Another top 10 company, Peugeot, has also been one beset by strife - this time on the industrial relations front. What the combined impact of the dispute and the UK's procrastinations over the euro (Peugeot wants the UK to join to keep their Coventry plant competitive) will be remains to be seen.
But let's not be too downbeat, for there are dozens of success stories coming through in our survey yet again.
Take our cover story subject this month, Gala. Who would have thought that five years after chief executive John Kelly did his original management buy-in he would now be in charge of a company worth £31.2bn in the eyes of venture capitalists. They deservedly rise well up our ranking this year to 41.
Other fast risers, which we profile separately on page 32, include Lynx Express which has likewise experienced rapid expansion since a management buyout in 1997. Bostik Findley, the makers of all things sticky, is another unsung hero as it reaps the benefits of continually launching new and successful products.

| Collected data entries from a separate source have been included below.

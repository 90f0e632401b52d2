// Copyright 2025 the Overstory Authors
// SPDX-License-Identifier: Apache-2.0 OR MIT

//! Error types for overlay construction, closing, and animation.

use serde_json::Value;
use thiserror::Error;

/// Configuration and construction errors.
///
/// These surface immediately (at construction or at click time) and are never retried.
#[derive(Debug, Error)]
pub enum OverlayError {
    /// Options or configuration could not be deserialized.
    #[error("invalid overlay options: {0}")]
    Options(#[from] serde_json::Error),
    /// No configuration exists for the requested mode.
    #[error("unknown overlay mode `{0}`")]
    UnknownMode(String),
    /// A location pattern could not be compiled.
    #[error("invalid location pattern `{pattern}`: {reason}")]
    Pattern {
        /// The offending pattern source.
        pattern: String,
        /// What is wrong with it.
        reason: String,
    },
    /// A closer attribute does not hold JSON.
    #[error("invalid `{attribute}` payload: {source}")]
    Payload {
        /// Attribute name, e.g. `ov-dismiss`.
        attribute: String,
        /// Parser error.
        #[source]
        source: serde_json::Error,
    },
    /// An option attribute holds a value of the wrong shape.
    #[error("invalid `{attribute}` value `{value}`")]
    Attribute {
        /// Attribute name, e.g. `ov-duration`.
        attribute: String,
        /// The raw value.
        value: String,
    },
    /// A listener prevented the default of the open event.
    #[error("opening the overlay was prevented")]
    OpenPrevented,
    /// The open animation failed.
    #[error(transparent)]
    Motion(#[from] MotionError),
}

/// Why a close request did not complete normally.
#[derive(Clone, Debug, Error, PartialEq)]
pub enum CloseError {
    /// The overlay is not open: it was never attached, or a close is already in flight or done.
    #[error("overlay is not open")]
    NotOpen,
    /// The user declined the confirmation prompt.
    #[error("close was not confirmed")]
    Declined,
    /// A hook or listener prevented the default of the pre-close event.
    #[error("close was prevented")]
    Prevented,
    /// The close animation failed. Elements were still removed and the outcome delivered.
    #[error(transparent)]
    Motion(#[from] MotionError),
}

/// An animation future failed.
#[derive(Clone, Debug, Error, PartialEq, Eq)]
#[error("animation `{animation}` failed: {reason}")]
pub struct MotionError {
    /// Name of the animation.
    pub animation: String,
    /// Why it failed.
    pub reason: String,
}

/// The error half of an opener's result: the overlay was dismissed with `value`.
#[derive(Clone, Debug, Error, PartialEq)]
#[error("overlay was dismissed")]
pub struct Dismissed {
    /// The dismissal value, exactly as passed to `dismiss`.
    pub value: Value,
}
#[cfg(test)]
mod tests {
    use std::cell::{Cell, RefCell};

    use futures::future::RemoteHandle;
    use overstory_responder::types::{Outcome, Phase};
    use serde_json::json;

    use super::*;
    use crate::config::{HookSlot, OverlayOptions};
    use crate::error::MotionError;
    use crate::testing::{Harness, Hold};

    fn logging(h: &Harness, options: OverlayOptions) -> OverlayOptions {
        let mut options = options;
        for (slot, name) in [
            (HookSlot::Accept, "on_accept"),
            (HookSlot::Accepted, "on_accepted"),
            (HookSlot::Dismiss, "on_dismiss"),
            (HookSlot::Dismissed, "on_dismissed"),
        ] {
            let log = h.log.clone();
            let ctx = h.ctx.clone();
            options = options.on(slot, move |overlay, _| {
                let alive = overlay
                    .parts()
                    .element
                    .is_some_and(|el| ctx.document().is_alive(el));
                log.borrow_mut()
                    .push(format!("{name} elements={}", if alive { "alive" } else { "removed" }));
            });
        }
        options
    }

    #[test]
    fn accept_resolves_the_opener_with_the_exact_value() {
        let h = Harness::new();
        let overlay = h.open(OverlayOptions::default());
        let value = json!({"id": 1, "tags": ["a", "b"]});
        h.block_on(overlay.accept(value.clone(), CloseOptions::default()))
            .unwrap();
        assert_eq!(overlay.state(), OverlayState::Closed);
        assert_eq!(h.block_on(overlay.result()), Ok(value));
        assert!(h.ctx.stack().is_empty());
    }

    #[test]
    fn dismiss_rejects_the_opener_with_the_exact_value() {
        let h = Harness::new();
        let overlay = h.open(OverlayOptions::default());
        h.block_on(overlay.dismiss(json!([1, 2]), CloseOptions::default()))
            .unwrap();
        assert_eq!(
            h.block_on(overlay.result()),
            Err(Dismissed { value: json!([1, 2]) })
        );
    }

    #[test]
    fn hooks_bracket_the_animation_and_element_removal() {
        let h = Harness::new();
        let overlay = h.open(logging(&h, OverlayOptions::default()));
        h.clear_log();
        h.block_on(overlay.accept(Value::Null, CloseOptions::default()))
            .unwrap();
        assert_eq!(
            h.entries(),
            vec![
                "on_accept elements=alive",
                "animate ov-modal-box fade-out",
                "animate ov-modal-backdrop fade-out",
                "on_accepted elements=removed",
            ]
        );
    }

    #[test]
    fn lifecycle_events_reach_listeners() {
        let h = Harness::new();
        let seen = std::rc::Rc::new(RefCell::new(Vec::new()));
        let s = seen.clone();
        let _sub = h.ctx.events().on(
            h.ctx.body(),
            "ov:layer:dismiss ov:layer:dismissed",
            Phase::Bubble,
            move |event| {
                s.borrow_mut().push((event.kind.clone(), event.detail.clone()));
                Outcome::Continue
            },
        );
        let overlay = h.open(OverlayOptions::default());
        h.block_on(overlay.dismiss(json!("bye"), CloseOptions::default()))
            .unwrap();
        assert_eq!(
            *seen.borrow(),
            vec![
                ("ov:layer:dismiss".to_string(), json!("bye")),
                ("ov:layer:dismissed".to_string(), json!("bye")),
            ]
        );
    }

    #[test]
    fn second_close_while_closing_is_refused() {
        let h = Harness::new();
        let overlay = h.open(OverlayOptions::default());
        h.motion.hold(Hold::Pending);
        let first = overlay.dismiss(json!(1), CloseOptions::default());
        let first = h.spawn(first);
        h.settle();
        assert_eq!(overlay.state(), OverlayState::Closing);
        assert_eq!(
            h.block_on(overlay.accept(json!(2), CloseOptions::default())),
            Err(CloseError::NotOpen)
        );
        h.motion.release();
        assert_eq!(h.block_on(first), Ok(()));
        assert_eq!(
            h.block_on(overlay.result()),
            Err(Dismissed { value: json!(1) })
        );
        assert_eq!(
            h.block_on(overlay.dismiss(json!(3), CloseOptions::default())),
            Err(CloseError::NotOpen)
        );
    }

    #[test]
    fn declined_confirmation_keeps_the_overlay_open() {
        let h = Harness::declining();
        let overlay = h.open(logging(&h, OverlayOptions::default()));
        h.clear_log();
        let result = h.block_on(overlay.dismiss(Value::Null, CloseOptions::default().confirm("Discard?")));
        assert_eq!(result, Err(CloseError::Declined));
        assert_eq!(overlay.state(), OverlayState::Open);
        assert_eq!(h.entries(), vec!["confirm Discard?"]);
        assert!(h.ctx.stack().is_front(&overlay));
    }

    /// Start opening with held animations, then start a confirmed dismiss that
    /// waits on its prompt.
    fn open_under_pending_close(h: &Harness, options: OverlayOptions) -> (Rc<Overlay>, RemoteHandle<Result<(), CloseError>>) {
        h.motion.hold(Hold::Pending);
        let ctx = h.ctx.clone();
        let opening = h.spawn(async move { crate::open(&ctx, options, None).await });
        h.settle();
        let overlay = h.ctx.stack().overlays()[0].clone();
        let closing = h.spawn(overlay.dismiss(Value::Null, CloseOptions::default().confirm("Discard?")));
        h.settle();
        assert_eq!(overlay.state(), OverlayState::Closing);
        h.motion.release();
        h.settle();
        assert!(overlay.was_ever_visible());
        assert!(h.block_on(opening).is_ok());
        (overlay, closing)
    }

    #[test]
    fn open_finishing_during_a_declined_close_still_opens() {
        let h = Harness::deferring();
        let opened = Rc::new(Cell::new(0));
        let o = opened.clone();
        let options = OverlayOptions::default().on(HookSlot::Opened, move |_, _| o.set(o.get() + 1));
        let (overlay, closing) = open_under_pending_close(&h, options);
        assert_eq!(opened.get(), 0);

        h.answer(false);
        assert_eq!(h.block_on(closing), Err(CloseError::Declined));
        assert_eq!(overlay.state(), OverlayState::Open);
        assert_eq!(opened.get(), 1);

        h.clear_log();
        h.block_on(overlay.dismiss(Value::Null, CloseOptions::default()))
            .unwrap();
        assert_eq!(
            h.entries(),
            vec!["animate ov-modal-box fade-out", "animate ov-modal-backdrop fade-out"]
        );
        assert_eq!(opened.get(), 1);
    }

    #[test]
    fn open_finishing_during_a_prevented_close_still_opens() {
        let h = Harness::deferring();
        let opened_events = Rc::new(Cell::new(0));
        let seen = opened_events.clone();
        let _sub = h.ctx.events().on(h.ctx.body(), "ov:layer:opened", Phase::Bubble, move |_| {
            seen.set(seen.get() + 1);
            Outcome::Continue
        });
        let options = OverlayOptions::default().on(HookSlot::Dismiss, |_, event| event.prevent_default());
        let (overlay, closing) = open_under_pending_close(&h, options);

        h.answer(true);
        assert_eq!(h.block_on(closing), Err(CloseError::Prevented));
        assert_eq!(overlay.state(), OverlayState::Open);
        assert_eq!(opened_events.get(), 1);
    }

    #[test]
    fn declined_close_before_the_open_settles_leaves_the_open_to_finish() {
        let h = Harness::deferring();
        h.motion.hold(Hold::Pending);
        let ctx = h.ctx.clone();
        let opening = h.spawn(async move { crate::open(&ctx, OverlayOptions::default(), None).await });
        h.settle();
        let overlay = h.ctx.stack().overlays()[0].clone();
        let closing = h.spawn(overlay.dismiss(Value::Null, CloseOptions::default().confirm("Discard?")));
        h.settle();
        h.answer(false);
        assert_eq!(h.block_on(closing), Err(CloseError::Declined));
        assert_eq!(overlay.state(), OverlayState::Attached);
        h.motion.release();
        assert!(h.block_on(opening).is_ok());
        assert_eq!(overlay.state(), OverlayState::Open);
        assert!(overlay.was_ever_visible());
    }

    #[test]
    fn accepted_confirmation_proceeds() {
        let h = Harness::new();
        let overlay = h.open(OverlayOptions::default());
        h.clear_log();
        h.block_on(overlay.accept(json!(true), CloseOptions::default().confirm("Save?")))
            .unwrap();
        assert_eq!(h.entries()[0], "confirm Save?");
        assert!(overlay.is_closed());
    }

    #[test]
    fn pre_close_hook_can_prevent() {
        let h = Harness::new();
        let overlay = h.open(
            OverlayOptions::default().on(HookSlot::Dismiss, |_, event| event.prevent_default()),
        );
        assert_eq!(
            h.block_on(overlay.dismiss(Value::Null, CloseOptions::default())),
            Err(CloseError::Prevented)
        );
        assert!(overlay.is_open());
        let forced = CloseOptions {
            preventable: false,
            ..CloseOptions::default()
        };
        h.block_on(overlay.dismiss(Value::Null, forced)).unwrap();
        assert!(overlay.is_closed());
    }

    #[test]
    fn pre_close_listener_can_prevent() {
        let h = Harness::new();
        let overlay = h.open(OverlayOptions::default());
        let _sub = h.ctx.events().on(
            overlay.parts().element.unwrap(),
            "ov:layer:accept",
            Phase::Bubble,
            |event| {
                event.prevent_default();
                Outcome::Continue
            },
        );
        assert_eq!(
            h.block_on(overlay.accept(Value::Null, CloseOptions::default())),
            Err(CloseError::Prevented)
        );
        assert_eq!(overlay.state(), OverlayState::Open);
    }

    #[test]
    fn closing_peels_overlays_above_first() {
        let h = Harness::new();
        let below = h.open(logging(&h, OverlayOptions::default()));
        let above = h.open(logging(&h, OverlayOptions::default().with_mode("popup")));
        h.clear_log();
        h.block_on(below.accept(json!("done"), CloseOptions::default()))
            .unwrap();
        assert!(above.is_closed());
        assert!(below.is_closed());
        assert_eq!(
            h.block_on(above.result()),
            Err(Dismissed { value: json!(":peel") })
        );
        let entries = h.entries();
        assert_eq!(entries[0], "on_accept elements=alive");
        assert_eq!(entries[1], "on_dismiss elements=alive");
        assert_eq!(entries[2], "on_dismissed elements=removed");
        assert!(!entries.iter().any(|e| e.contains("ov-popup")));
        assert!(h.ctx.stack().is_empty());
    }

    #[test]
    fn failed_close_animation_still_tears_down() {
        let h = Harness::new();
        let overlay = h.open(OverlayOptions::default());
        let finished = std::rc::Rc::new(std::cell::Cell::new(false));
        let f = finished.clone();
        h.motion.hold(Hold::Fail);
        let options = CloseOptions {
            on_finished: Some(std::rc::Rc::new(move || f.set(true))),
            ..CloseOptions::default()
        };
        let result = h.block_on(overlay.accept(json!(5), options));
        assert!(matches!(result, Err(CloseError::Motion(MotionError { .. }))));
        assert!(finished.get());
        assert!(overlay.is_closed());
        assert!(!h.ctx.document().is_alive(overlay.parts().element.unwrap()));
        assert_eq!(h.block_on(overlay.result()), Ok(json!(5)));
    }

    #[test]
    fn never_opened_overlay_only_fades_the_backdrop() {
        let h = Harness::new();
        h.motion.hold(Hold::Pending);
        let ctx = h.ctx.clone();
        let opening = h.spawn(async move { crate::open(&ctx, OverlayOptions::default(), None).await });
        h.settle();
        let overlay = h.ctx.stack().overlays()[0].clone();
        assert_eq!(overlay.state(), OverlayState::Attached);
        assert!(!overlay.was_ever_visible());
        h.motion.hold(Hold::Instant);
        h.clear_log();
        h.block_on(overlay.dismiss(Value::Null, CloseOptions::default()))
            .unwrap();
        assert_eq!(h.entries(), vec!["animate ov-modal-backdrop fade-out"]);
        h.motion.release();
        let opened = h.block_on(opening).unwrap();
        assert!(opened.is_closed());
        assert!(!opened.was_ever_visible());
    }
}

Certain sectors continue to shine too. The contribution and value of food and drink to the regional economy just keeps growing and growing. This year no less than six companies make it into our top 50 - Coors (which acquired Bass Brewers from Interbrew late in 2001), Six Continents Retail (which as we went to press was relisting as Mitchells & Butlers following the demerger of hotels and pubs), Scottish & Newcastle, Wolverhampton & Dudley Breweries, Carlsberg Tetley and Enterprise Inns. One has slipped out of our top 50 though, namely HP Bulmer which has paid a huge price for an over-ambitious expansion programme and the discovery of a black hole in its accounts.
Housebuilders go from strength to strength too. Wilson Bowden, George Wimpey and Wilson Connelly all make it into our top 30 and are among the most unheralded success stories in the Midlands. Read on to find out more of the same.
So maybe running a big company isn't all bad news after all - as long as you're not making the bad news, that is.